### Work required
The expected answer comprises all lines from the entries that contain the string "format".

(Stored data entries)
+-------+

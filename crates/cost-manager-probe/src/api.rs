// crates/cost-manager-probe/src/api.rs
// ============================================================================
// Module: Cost Manager API
// Description: One method per endpoint of the four cost-manager services.
// Purpose: Keep routes and request bodies in one place.
// Dependencies: cost-manager-contract, reqwest, serde_json
// ============================================================================

//! ## Overview
//! [`CostManagerApi`] owns a [`ServiceClient`] per service, all sharing one
//! connection pool. Methods return the raw [`HttpReply`]; callers decide
//! which statuses and shapes are acceptable.

// ============================================================================
// SECTION: Imports
// ============================================================================

use cost_manager_contract::CostSubmission;
use cost_manager_contract::NewUser;
use cost_manager_contract::ReportQuery;
use serde_json::Value;
use serde_json::json;

use crate::ConfigError;
use crate::HttpReply;
use crate::RetryPolicy;
use crate::ServiceClient;
use crate::ServiceEndpoints;
use crate::ServiceKind;
use crate::Slash;
use crate::TransportError;

// ============================================================================
// SECTION: Routes
// ============================================================================

/// Creation route on the users and costs services.
const ADD: &str = "/api/add";
/// User list; `/{id}` appended for details.
const USERS: &str = "/api/users";
/// Monthly report.
const REPORT: &str = "/api/report";
/// Request logs.
const LOGS: &str = "/api/logs";
/// Team members.
const ABOUT: &str = "/api/about";
/// User deletion.
const REMOVE_USER: &str = "/removeuser";
/// Cost deletion by `_id`.
const REMOVE_COST: &str = "/removecost";
/// Report deletion by user and month.
const REMOVE_REPORT: &str = "/removereport";

// ============================================================================
// SECTION: API
// ============================================================================

/// Clients for the users, costs, logs, and admin services.
#[derive(Debug, Clone)]
pub struct CostManagerApi {
    /// Users service.
    users: ServiceClient,
    /// Costs service.
    costs: ServiceClient,
    /// Logs service.
    logs: ServiceClient,
    /// Admin service.
    admin: ServiceClient,
}

impl CostManagerApi {
    /// Builds the four clients.
    ///
    /// # Errors
    ///
    /// Returns [`ConfigError::Invalid`] when an endpoint is missing or the
    /// HTTP client cannot be built.
    pub fn new(endpoints: &ServiceEndpoints, retry: RetryPolicy) -> Result<Self, ConfigError> {
        let http = reqwest::Client::builder()
            .timeout(retry.timeout)
            .build()
            .map_err(|err| ConfigError::Invalid(format!("failed to build http client: {err}")))?;
        let client = |kind: ServiceKind| -> Result<ServiceClient, ConfigError> {
            let base = endpoints.require(kind)?.clone();
            Ok(ServiceClient::new(kind.as_str(), base, http.clone(), retry))
        };
        Ok(Self {
            users: client(ServiceKind::Users)?,
            costs: client(ServiceKind::Costs)?,
            logs: client(ServiceKind::Logs)?,
            admin: client(ServiceKind::Admin)?,
        })
    }

    /// Returns the client of a service.
    #[must_use]
    pub const fn service(&self, kind: ServiceKind) -> &ServiceClient {
        match kind {
            ServiceKind::Users => &self.users,
            ServiceKind::Costs => &self.costs,
            ServiceKind::Logs => &self.logs,
            ServiceKind::Admin => &self.admin,
        }
    }

    // ------------------------------------------------------------------------
    // Users
    // ------------------------------------------------------------------------

    /// `POST /api/add` on the users service.
    ///
    /// # Errors
    ///
    /// Returns [`TransportError`] when the service cannot be reached.
    pub async fn add_user(&self, user: &NewUser) -> Result<HttpReply, TransportError> {
        let body = json!({
            "id": user.id,
            "first_name": user.first_name,
            "last_name": user.last_name,
            "birthday": user.birthday,
        });
        self.users.post_json(ADD, &body).await
    }

    /// `GET /api/users`.
    ///
    /// # Errors
    ///
    /// Returns [`TransportError`] when the service cannot be reached.
    pub async fn list_users(&self) -> Result<HttpReply, TransportError> {
        self.users.get(USERS, &[]).await
    }

    /// `GET /api/users/:id`.
    ///
    /// # Errors
    ///
    /// Returns [`TransportError`] when the service cannot be reached.
    pub async fn get_user(&self, user_id: u64) -> Result<HttpReply, TransportError> {
        self.users.get(&format!("{USERS}/{user_id}"), &[]).await
    }

    /// `DELETE /removeuser` with `{id}`.
    ///
    /// # Errors
    ///
    /// Returns [`TransportError`] when the service cannot be reached.
    pub async fn remove_user(&self, user_id: u64) -> Result<HttpReply, TransportError> {
        self.users.delete_json(REMOVE_USER, &json!({ "id": user_id })).await
    }

    // ------------------------------------------------------------------------
    // Costs
    // ------------------------------------------------------------------------

    /// `POST /api/add` on the costs service.
    ///
    /// # Errors
    ///
    /// Returns [`TransportError`] when the service cannot be reached.
    pub async fn add_cost(
        &self,
        submission: &CostSubmission,
        slash: Slash,
    ) -> Result<HttpReply, TransportError> {
        self.add_cost_raw(&submission.to_body(), slash).await
    }

    /// `POST /api/add` on the costs service with an arbitrary body.
    ///
    /// # Errors
    ///
    /// Returns [`TransportError`] when the service cannot be reached.
    pub async fn add_cost_raw(&self, body: &Value, slash: Slash) -> Result<HttpReply, TransportError> {
        self.costs.post_json(&slash.apply(ADD), body).await
    }

    /// `GET /api/report?id&year&month`.
    ///
    /// # Errors
    ///
    /// Returns [`TransportError`] when the service cannot be reached.
    pub async fn get_report(
        &self,
        query: &ReportQuery,
        slash: Slash,
    ) -> Result<HttpReply, TransportError> {
        self.get_report_raw(&query.to_pairs(), slash).await
    }

    /// `GET /api/report` with arbitrary query pairs.
    ///
    /// # Errors
    ///
    /// Returns [`TransportError`] when the service cannot be reached.
    pub async fn get_report_raw(
        &self,
        query: &[(&str, String)],
        slash: Slash,
    ) -> Result<HttpReply, TransportError> {
        self.costs.get(&slash.apply(REPORT), query).await
    }

    /// `DELETE /removereport` with `{user_id, year, month}`.
    ///
    /// # Errors
    ///
    /// Returns [`TransportError`] when the service cannot be reached.
    pub async fn remove_report(&self, query: &ReportQuery) -> Result<HttpReply, TransportError> {
        let body = json!({ "user_id": query.id, "year": query.year, "month": query.month });
        self.costs.delete_json(REMOVE_REPORT, &body).await
    }

    /// `DELETE /removecost` with `{_id}`.
    ///
    /// # Errors
    ///
    /// Returns [`TransportError`] when the service cannot be reached.
    pub async fn remove_cost(&self, cost_id: &str) -> Result<HttpReply, TransportError> {
        self.costs.delete_json(REMOVE_COST, &json!({ "_id": cost_id })).await
    }

    // ------------------------------------------------------------------------
    // Logs and Admin
    // ------------------------------------------------------------------------

    /// `GET /api/logs`.
    ///
    /// # Errors
    ///
    /// Returns [`TransportError`] when the service cannot be reached.
    pub async fn list_logs(&self) -> Result<HttpReply, TransportError> {
        self.logs.get(LOGS, &[]).await
    }

    /// `GET /api/about`.
    ///
    /// # Errors
    ///
    /// Returns [`TransportError`] when the service cannot be reached.
    pub async fn about(&self, slash: Slash) -> Result<HttpReply, TransportError> {
        self.admin.get(&slash.apply(ABOUT), &[]).await
    }
}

+-------+

### Written solution
            .map_err(|err| ConfigError::Invalid(format!("failed to build http client: {err}")))?;
        self.users.get(&format!("{USERS}/{user_id}"), &[]).await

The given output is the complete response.